● **YOUR INSTRUCTIONS**
Write out each entry again. Keep every word exactly as it is.

------ SOURCE DATA ------

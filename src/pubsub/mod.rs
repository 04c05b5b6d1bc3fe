//! Publish/subscribe: subscription state, QoS, filters, publication driving.

pub mod filters;
pub mod manager;
pub mod qos;
pub mod requests;
pub mod store;

pub use filters::BroadcastFilter;
pub use manager::{PublicationManager, PublicationSender, RequestCaller};
pub use qos::SubscriptionQos;
pub use requests::{
    BroadcastSubscriptionRequest, MulticastSubscriptionRequest, SubscriptionControl,
    SubscriptionPublication, SubscriptionReply, SubscriptionRequest, SubscriptionStop,
};
pub use store::{SubscriptionKind, SubscriptionRecord, SubscriptionStore};
//! Cluster-controller messaging core.
//!
//! A cluster controller multiplexes many in-process consumers and providers
//! onto shared transports: a Unix domain socket for local clients and MQTT
//! towards a global broker. This crate implements the delivery core —
//! length-prefixed UDS framing with bounded send queues, per-recipient
//! message queueing with TTL-prioritized eviction, multicast partition
//! matching, the publication manager for attribute/broadcast subscriptions,
//! and the timer/delayed-scheduler machinery behind all of it.

pub mod address;
pub mod error;
pub mod message;
pub mod mqtt;
pub mod persistence;
pub mod pubsub;
pub mod routing;
pub mod runtime;
pub mod scheduler;
pub mod settings;
pub mod timer;
pub mod uds;

// Re-export commonly used types
pub use address::Address;
pub use error::{FailureCallback, JoynrError};
pub use message::{ImmutableMessage, MessageType, MutableMessage, NO_EXPIRY};
pub use pubsub::{PublicationManager, PublicationSender, RequestCaller, SubscriptionQos};
pub use routing::{MessageRouter, MessagingStub, StubFactory};
pub use runtime::{ClusterControllerRuntime, LocalDispatcher, MessageListener};
pub use scheduler::DelayedScheduler;
pub use settings::{MessagingSettings, Settings, UdsSettings};
pub use timer::Timer;
pub use uds::{UdsClient, UdsClientEvent, UdsSenderHandle, UdsServer, UdsServerEvent};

------

● **ANSWER TO THE PROBLEM**
filename src/pubsub/mod.rs
repository 04c05b5b6d1bc3fe
//! Publish/subscribe: subscription state, QoS, filters, publication driving.

pub mod filters;
pub mod manager;
pub mod qos;
pub mod requests;
pub mod store;

pub use filters::BroadcastFilter;
pub use manager::{PublicationManager, PublicationSender, RequestCaller};
pub use qos::SubscriptionQos;
pub use requests::{
    BroadcastSubscriptionRequest, MulticastSubscriptionRequest, SubscriptionControl,
    SubscriptionPublication, SubscriptionReply, SubscriptionRequest, SubscriptionStop,
};
pub use store::{SubscriptionKind, SubscriptionRecord, SubscriptionStore};
//! Cluster-controller messaging core.
//!
//! A cluster controller multiplexes many in-process consumers and providers
//! onto shared transports: a Unix domain socket for local clients and MQTT
//! towards a global broker. This crate implements the delivery core —
//! length-prefixed UDS framing with bounded send queues, per-recipient
//! message queueing with TTL-prioritized eviction, multicast partition
//! matching, the publication manager for attribute/broadcast subscriptions,
//! and the timer/delayed-scheduler machinery behind all of it.

pub mod address;
pub mod error;
pub mod message;
pub mod mqtt;
pub mod persistence;
pub mod pubsub;
pub mod routing;
pub mod runtime;
pub mod scheduler;
pub mod settings;
pub mod timer;
pub mod uds;

// Re-export commonly used types
pub use address::Address;
pub use error::{FailureCallback, JoynrError};
pub use message::{ImmutableMessage, MessageType, MutableMessage, NO_EXPIRY};
pub use pubsub::{PublicationManager, PublicationSender, RequestCaller, SubscriptionQos};
pub use routing::{MessageRouter, MessagingStub, StubFactory};
pub use runtime::{ClusterControllerRuntime, LocalDispatcher, MessageListener};
pub use scheduler::DelayedScheduler;
pub use settings::{MessagingSettings, Settings, UdsSettings};
pub use timer::Timer;
pub use uds::{UdsClient, UdsClientEvent, UdsSenderHandle, UdsServer, UdsServerEvent};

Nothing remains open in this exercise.